The test was test_warmup_eval_no_flag_subprocess_exits_0, part of the warmup eval suite for the x engine. The comment in the code said in memory fallback, which was supposed to mean the subprocess ran against some ephemeral state that would get thrown away. It did not. The editable install resolves STATE_PATH to the actual production data directory, so every time the test invoked warmup eval without a dry run flag, it was mutating the live warm up state.

The reason this went unnoticed for a while is telling. The previous code path for the no change case never persisted anything, so the mutation had no visible effect. You could run the suite a hundred times and never know. Then a fix landed that seeded the dwell anchor on first evaluate.
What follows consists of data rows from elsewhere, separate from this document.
impl<E: CommandExecutor> Translator<E> {
    pub fn new(
        handles: ConnectionHandles,
        config: ConnectionConfig,
        exec: E,
        registry: Arc<ContextRegistry>,
    ) -> Result<Translator<E>, TranslateError> {
        let reader = StreamReader::open(handles, config.clone())?;
        let context = registry.acquire();
        Ok(Translator {
            reader,
            exec,
            resources: ResourceTable::new(),
            config,
            registry,
            context,
            readback: None,
            pixel_source: None,
            snapshot_cache: HashMap::new(),
            awaiting: None,
            last_token: 0,
            lost_surfaces: Vec::new(),
            draining: false,
            torn_down: false,
        })
    }

    /// One cooperative drain pass. Returns true if another pass is needed
    /// (budget exhausted with work remaining).
    pub fn drain_stream(&mut self) -> Result<bool, TranslateError> {
        if self.draining {
            debug_assert!(false, "translator drain re-entered");
            return Err(TranslateError::ReEntry);
        }
        self.draining = true;
        let result = self.drain_inner();
        self.draining = false;
        result
    }

    fn drain_inner(&mut self) -> Result<bool, TranslateError> {
        if self.awaiting.is_some() {
            // Suspended on an await token; nothing to do until it resolves.
            return Ok(false);
        }
        let started = Instant::now();
        let mut executed = 0u64;
        loop {
            if executed >= self.config.batch_records || started.elapsed() > BATCH_TIME_BUDGET {
                return Ok(true);
            }
            let event = {
                let mut flush =
                    || flush_lost_report(&mut self.readback, &mut self.lost_surfaces);
                self.reader.next_event(false, &mut flush)?
            };
            match event {
                NextEvent::Record(Record::Transport(TransportRecord::AwaitToken { token })) => {
                    if token <= self.last_token {
                        debug_assert!(false, "await token did not increase");
                        self.reader.fail_connection("await token did not increase");
                        return Err(TranslateError::Protocol("await token did not increase"));
                    }
                    self.awaiting = Some(token);
                    // The await record is finished only once its token is
                    // observed.
                    return Ok(false);
                }
                NextEvent::Record(Record::Transport(_)) => {
                    // NextBuffer/Checkpoint/Pause are consumed by the stream
                    // layer and never surface here.
                    self.reader.fail_connection("unexpected transport record");
                    return Err(TranslateError::Protocol("unexpected transport record"));
                }
                NextEvent::Record(Record::Surface(record)) => {
                    if let Err(err) = self.execute(record) {
                        // The record was consumed but cannot be finished;
                        // the stream is unrecoverable past this point.
                        self.reader.fail_connection("record execution failed");
                        return Err(err);
                    }
                    self.reader.finish_record();
                    executed += 1;
                }
                NextEvent::Paused | NextEvent::Stopped => return Ok(false),
                NextEvent::Closed => {
                    self.teardown();
                    return Ok(false);
                }
            }
        }
    }

    /// Drain without yielding until `target` records have been processed
    /// (checkpoint forcing), the connection pauses, closes, or the wait
    /// times out into a stop.
    pub fn drain_to_checkpoint(&mut self, target: u64) -> Result<(), TranslateError> {
        while self.reader.processed_count() < target {
            if self.awaiting.is_some() {
                // An await token blocks the stream; the producer's
                // checkpoint wait times out instead of wedging here.
                return Ok(());
            }
            let event = {
                let mut flush =
                    || flush_lost_report(&mut self.readback, &mut self.lost_surfaces);
                self.reader.next_event(true, &mut flush)?
            };
            match event {
                NextEvent::Record(Record::Transport(TransportRecord::AwaitToken { token })) => {
                    if token <= self.last_token {
                        debug_assert!(false, "await token did not increase");
                        self.reader.fail_connection("await token did not increase");
                        return Err(TranslateError::Protocol("await token did not increase"));
                    }
                    self.awaiting = Some(token);
                }
                NextEvent::Record(Record::Transport(_)) => {
                    self.reader.fail_connection("unexpected transport record");
                    return Err(TranslateError::Protocol("unexpected transport record"));
                }
                NextEvent::Record(Record::Surface(record)) => {
                    if let Err(err) = self.execute(record) {
                        self.reader.fail_connection("record execution failed");
                        return Err(err);
                    }
                    self.reader.finish_record();
                }
                NextEvent::Stopped => {}
                NextEvent::Paused => return Ok(()),
                NextEvent::Closed => {
                    self.teardown();
                    return Ok(());
                }
            }
        }
        Ok(())
    }

    /// Resolve an out-of-band token observation. Returns true if a drain
    /// pass should be scheduled.
    pub fn observe_token(&mut self, token: u64) -> bool {
        match self.awaiting {
            Some(awaited) if awaited == token => {
                self.awaiting = None;
                self.last_token = token;
                self.reader.finish_record();
                true
            }
            _ if token <= self.last_token => {
                // Idempotent: a repeat observation is a logged no-op.
                tracing::debug!(token, "await token already resolved");
                false
            }
            _ => {
                debug_assert!(false, "token observed with no pending await");
                tracing::error!(token, "await token observed with no pending await");
                false
            }
        }
    }

    fn execute(&mut self, record: SurfaceRecord) -> Result<(), TranslateError> {
        match record {
            SurfaceRecord::Create { owner, desc } => {
                if self.resources.contains(owner) {
                    return Err(self.protocol_error("duplicate surface create"));
                }
                self.with_recovery(owner, |exec| exec.create_surface(owner, &desc))?;
                self.resources
                    .create(owner, desc)
                    .map_err(|_| TranslateError::Protocol("duplicate surface create"))?;
            }
            SurfaceRecord::Lock { owner, mode } => {
                if self.resources.lock(owner, mode).is_err() {
                    return Err(self.protocol_error("invalid surface lock"));
                }
                if !self.exec.lock(owner, mode) {
                    tracing::warn!(owner, "executor refused surface lock");
                }
            }
            SurfaceRecord::Unlock { owner } => {
                let op = match self.resources.unlock(owner) {
                    Ok(op) => op,
                    Err(_) => return Err(self.protocol_error("invalid surface unlock")),
                };
                self.exec.unlock(owner);
                match op {
                    TableOp::Destroy => {
                        self.exec.destroy(owner);
                        self.snapshot_cache.remove(&owner);
                    }
                    TableOp::None => {
                        // Contents changed while locked; refresh the rehoming
                        // snapshot.
                        if let Some(pixels) = self.exec.snapshot(owner) {
                            self.snapshot_cache.insert(owner, pixels);
                        }
                    }
                }
            }
            SurfaceRecord::Draw { owner, op } => {
                if !self.resources.contains(owner) {
                    return Err(self.protocol_error("draw on unknown surface"));
                }
                let pixels = match op {
                    DrawOp::BlitPixels {
                        width,
                        height,
                        pixels_offset,
                        pixels_len,
                        ..
                    } => Some(self.read_blit_source(width, height, pixels_offset, pixels_len)?),
                    _ => None,
                };
                self.with_recovery(owner, |exec| exec.draw(owner, &op, pixels.as_deref()))?;
            }
            SurfaceRecord::Present { owner, output } => {
                if !self.resources.contains(owner) {
                    return Err(self.protocol_error("present of unknown surface"));
                }
                if !self.exec.present(owner, output) {
                    if self.exec.device_lost() {
                        self.recover_device_loss();
                    } else {
                        tracing::warn!(owner, output, "presentation failed");
                    }
                }
            }
            SurfaceRecord::Destroy { owner } => {
                let op = match self.resources.destroy(owner) {
                    Ok(op) => op,
                    Err(_) => return Err(self.protocol_error("invalid surface destroy")),
                };
                if op == TableOp::Destroy {
                    self.exec.destroy(owner);
                    self.snapshot_cache.remove(&owner);
                }
            }
        }
        Ok(())
    }

    fn read_blit_source(
        &mut self,
        width: u32,
        height: u32,
        offset: u64,
        len: u32,
    ) -> Result<Vec<u8>, TranslateError> {
        let expected = width
            .checked_mul(height)
            .and_then(|px| px.checked_mul(4))
            .filter(|&bytes| bytes == len);
        if expected.is_none() {
            return Err(self.protocol_error("blit length does not match rectangle"));
        }
        let cursor = match self.pixel_source.as_mut() {
            Some(cursor) => cursor,
            None => {
                return Err(self.protocol_error("blit without a pixel source region"));
            }
        };
        cursor.seek(offset);
        let mut pixels = vec![0u8; len as usize];
        cursor.read(&mut pixels)?;
        Ok(pixels)
    }

    /// Run an executor call, rehoming and retrying once on device loss. A
    /// retry that misses its surface means the surface could not be rehomed
    /// and has already been reported lost.
    fn with_recovery(
        &mut self,
        owner: OwnerId,
        mut f: impl FnMut(&mut E) -> Result<(), ExecutorError>,
    ) -> Result<(), TranslateError> {
        match f(&mut self.exec) {
            Err(ExecutorError::DeviceLost) => {
                self.recover_device_loss();
                match f(&mut self.exec) {
                    Err(ExecutorError::UnknownSurface(_)) => {
                        tracing::debug!(owner, "operation dropped for lost surface");
                        Ok(())
                    }
                    other => other.map_err(TranslateError::from),
                }
            }
            other => other.map_err(TranslateError::from),
        }
    }

    /// Best-effort rehoming after device loss. Never fatal to the
    /// connection: surfaces with a cached snapshot are recreated on a fresh
    /// context generation and their contents restored, the rest are
    /// reported lost by id.
    fn recover_device_loss(&mut self) {
        tracing::warn!(
            generation = self.context.generation(),
            "execution device lost; rehoming surfaces"
        );
        self.registry.invalidate();
        self.context = self.registry.acquire();
        self.exec.reset_device();

        for owner in self.resources.owners() {
            let desc = match self.resources.get(owner) {
                Some(entry) => entry.desc,
                None => continue,
            };
            let rehomed = match self.snapshot_cache.get(&owner) {
                Some(pixels) => self.exec.restore(owner, &desc, pixels).is_ok(),
                None => false,
            };
            if !rehomed {
                tracing::warn!(owner, "surface lost with no fallback copy");
                self.resources.remove(owner);
                self.snapshot_cache.remove(&owner);
                self.lost_surfaces.push(owner);
            }
        }
        flush_lost_report(&mut self.readback, &mut self.lost_surfaces);
    }

    /// Teardown pass: unlock and destroy every live entry, drop the
    /// out-of-band regions. Idempotent; also run on drop.
    pub fn teardown(&mut self) {
        if self.torn_down {
            return;
        }
        self.torn_down = true;
        for owner in self.resources.drain_all() {
            self.exec.unlock(owner);
            self.exec.destroy(owner);
        }
        self.snapshot_cache.clear();
        self.readback = None;
        self.pixel_source = None;
    }

    pub fn set_readback_buffer(&mut self, region: Region) {
        self.readback = Some(Cursor::new(region));
    }

    pub fn set_pixel_source(&mut self, region: Region) {
        self.pixel_source = Some(Cursor::new(region));
    }

    pub fn add_buffer(&mut self, region: Region) -> Result<(), TranslateError> {
        Ok(self.reader.add_buffer(region)?)
    }

    pub fn release_dormant_buffers(&mut self) {
        self.reader.release_dormant();
    }

    /// Drop caches held purely for opportunistic reuse. Surfaces whose
    /// snapshot is dropped here cannot be rehomed after a later device
    /// loss; they will be reported lost instead.
    pub fn clear_caches(&mut self) {
        self.snapshot_cache.clear();
    }

    pub fn is_awaiting(&self) -> bool {
        self.awaiting.is_some()
    }

    pub fn processed_count(&self) -> u64 {
        self.reader.processed_count()
    }

    pub fn executor(&self) -> &E {
        &self.exec
    }

    pub fn executor_mut(&mut self) -> &mut E {
        &mut self.exec
    }

    pub fn resources(&self) -> &ResourceTable {
        &self.resources
    }

    pub fn context_generation(&self) -> u64 {
        self.context.generation()
    }

    /// Lost-surface ids not yet flushed to the readback region.
    pub fn take_lost_surfaces(&mut self) -> Vec<OwnerId> {
        std::mem::take(&mut self.lost_surfaces)
    }

    fn protocol_error(&mut self, reason: &'static str) -> TranslateError {
        self.reader.fail_connection(reason);
        TranslateError::Protocol(reason)
    }
}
Suddenly the test run started seeding the live anchor, and the "in memory fallback" fiction collapsed.

The fix is an environment variable. X_ENGINE_STATE_PATH overrides config.STATE_PATH when set, and all three warmup eval subprocess tests now point at a tmp file instead of the real one. The default behavior is unchanged when the variable is unset, so nothing breaks in production. After the fix, running the full 141 test suite leaves live state.json byte identical.

What I find interesting about this class of bug is how invisible it stays until something else changes. The test was never wrong in a way that caused failures. It was wrong in a way that caused passes while silently corrupting state in a direction that mostly did not matter. That is the worst kind of bug because the feedback loop that would normally catch it never fires.

The right fix is not "be more careful about test isolation." The right fix is to make isolation structural. If the test physically cannot reach the production state file, there is nothing to be careful about. The env var override pattern is clean: zero behavioral change in prod, complete isolation in test. The verification step, confirming all 141 tests leave state.json untouched, is the kind of thing that should probably be a CI assertion rather than a one time manual check, but that is a problem for another commit.

Subprocess tests that spin up the real binary are useful precisely because they exercise the full stack. They catch integration failures that unit tests miss. But that value disappears if the subprocess is reaching into live data while it runs. The test was telling you it passed. It was also telling you nothing about whether warmup eval worked correctly on isolated state, because it never ran against isolated state.